[Stored dataset items]
..........

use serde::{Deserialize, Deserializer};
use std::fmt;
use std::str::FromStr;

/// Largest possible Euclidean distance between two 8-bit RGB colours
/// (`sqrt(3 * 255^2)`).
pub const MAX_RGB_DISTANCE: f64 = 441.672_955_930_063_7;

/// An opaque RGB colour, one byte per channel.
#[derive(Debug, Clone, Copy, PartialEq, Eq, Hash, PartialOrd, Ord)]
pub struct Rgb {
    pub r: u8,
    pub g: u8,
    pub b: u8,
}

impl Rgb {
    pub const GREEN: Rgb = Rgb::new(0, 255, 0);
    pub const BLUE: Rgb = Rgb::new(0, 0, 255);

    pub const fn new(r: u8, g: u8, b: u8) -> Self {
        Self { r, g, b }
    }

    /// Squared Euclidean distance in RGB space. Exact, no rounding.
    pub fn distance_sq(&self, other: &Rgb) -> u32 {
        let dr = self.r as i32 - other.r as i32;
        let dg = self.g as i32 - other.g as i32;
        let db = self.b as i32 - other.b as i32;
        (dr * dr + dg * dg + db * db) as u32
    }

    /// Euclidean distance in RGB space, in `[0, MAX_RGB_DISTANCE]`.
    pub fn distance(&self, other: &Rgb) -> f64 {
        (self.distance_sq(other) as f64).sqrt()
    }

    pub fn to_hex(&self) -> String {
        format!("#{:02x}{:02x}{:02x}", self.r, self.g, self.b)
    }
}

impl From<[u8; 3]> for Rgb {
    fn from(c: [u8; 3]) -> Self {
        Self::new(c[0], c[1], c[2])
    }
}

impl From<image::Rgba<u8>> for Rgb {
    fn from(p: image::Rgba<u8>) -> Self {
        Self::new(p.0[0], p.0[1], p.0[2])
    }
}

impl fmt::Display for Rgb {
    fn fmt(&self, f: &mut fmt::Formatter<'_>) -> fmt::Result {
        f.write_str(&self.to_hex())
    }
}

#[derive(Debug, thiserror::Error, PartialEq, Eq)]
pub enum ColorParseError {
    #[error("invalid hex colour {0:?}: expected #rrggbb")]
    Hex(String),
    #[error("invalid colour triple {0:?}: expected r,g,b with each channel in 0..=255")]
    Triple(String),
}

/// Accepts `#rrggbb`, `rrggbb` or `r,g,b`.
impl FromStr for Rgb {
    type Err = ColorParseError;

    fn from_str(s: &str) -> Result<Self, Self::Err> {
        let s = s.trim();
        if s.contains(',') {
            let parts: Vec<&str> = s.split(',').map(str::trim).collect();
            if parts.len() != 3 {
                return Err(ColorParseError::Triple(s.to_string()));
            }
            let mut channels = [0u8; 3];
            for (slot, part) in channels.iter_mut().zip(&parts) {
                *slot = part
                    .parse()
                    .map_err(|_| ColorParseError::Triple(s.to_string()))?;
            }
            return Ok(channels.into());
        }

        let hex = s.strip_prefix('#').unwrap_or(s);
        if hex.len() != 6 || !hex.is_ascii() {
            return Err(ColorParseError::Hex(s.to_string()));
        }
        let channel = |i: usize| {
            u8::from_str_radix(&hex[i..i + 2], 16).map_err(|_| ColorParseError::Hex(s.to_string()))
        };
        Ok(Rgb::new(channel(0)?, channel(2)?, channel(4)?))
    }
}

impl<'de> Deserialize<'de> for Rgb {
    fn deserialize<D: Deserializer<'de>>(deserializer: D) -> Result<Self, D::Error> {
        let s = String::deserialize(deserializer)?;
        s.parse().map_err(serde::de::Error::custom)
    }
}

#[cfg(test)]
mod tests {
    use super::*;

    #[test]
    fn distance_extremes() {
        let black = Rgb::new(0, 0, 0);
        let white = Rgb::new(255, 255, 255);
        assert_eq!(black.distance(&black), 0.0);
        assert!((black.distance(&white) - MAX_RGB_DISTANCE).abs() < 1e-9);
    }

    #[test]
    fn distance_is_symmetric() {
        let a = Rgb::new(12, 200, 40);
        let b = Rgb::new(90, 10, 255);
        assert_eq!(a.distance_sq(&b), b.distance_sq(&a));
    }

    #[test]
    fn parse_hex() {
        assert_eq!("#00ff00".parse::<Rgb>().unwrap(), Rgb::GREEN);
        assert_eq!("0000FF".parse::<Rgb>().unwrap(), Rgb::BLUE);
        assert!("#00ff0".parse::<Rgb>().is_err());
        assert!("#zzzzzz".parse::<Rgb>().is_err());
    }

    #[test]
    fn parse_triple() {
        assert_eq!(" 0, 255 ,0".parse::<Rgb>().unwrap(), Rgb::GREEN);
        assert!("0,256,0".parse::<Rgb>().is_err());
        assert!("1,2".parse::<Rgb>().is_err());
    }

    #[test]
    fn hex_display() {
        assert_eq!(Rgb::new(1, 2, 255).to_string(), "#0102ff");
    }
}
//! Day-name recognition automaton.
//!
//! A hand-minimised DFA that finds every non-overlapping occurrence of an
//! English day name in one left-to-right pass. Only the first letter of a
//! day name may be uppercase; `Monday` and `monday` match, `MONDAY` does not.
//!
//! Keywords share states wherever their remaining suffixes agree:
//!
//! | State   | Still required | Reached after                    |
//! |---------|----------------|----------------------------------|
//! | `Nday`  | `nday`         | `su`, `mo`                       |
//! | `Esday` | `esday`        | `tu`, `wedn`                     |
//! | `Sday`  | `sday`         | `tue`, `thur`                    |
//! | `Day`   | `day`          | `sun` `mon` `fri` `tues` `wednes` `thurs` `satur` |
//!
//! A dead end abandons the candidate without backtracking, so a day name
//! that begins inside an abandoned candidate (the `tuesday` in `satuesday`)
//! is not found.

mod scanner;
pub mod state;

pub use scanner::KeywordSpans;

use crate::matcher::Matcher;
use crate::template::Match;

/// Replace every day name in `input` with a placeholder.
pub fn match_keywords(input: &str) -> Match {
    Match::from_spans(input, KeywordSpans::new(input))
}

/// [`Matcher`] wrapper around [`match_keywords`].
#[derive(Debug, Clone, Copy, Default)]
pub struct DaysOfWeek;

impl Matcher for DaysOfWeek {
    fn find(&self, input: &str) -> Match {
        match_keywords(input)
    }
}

..........

• [WHAT THE TASK ASKS] Give the number of lines above in which the word "Copy" appears, and nothing more.

• [RESULT OF THE TASK] 2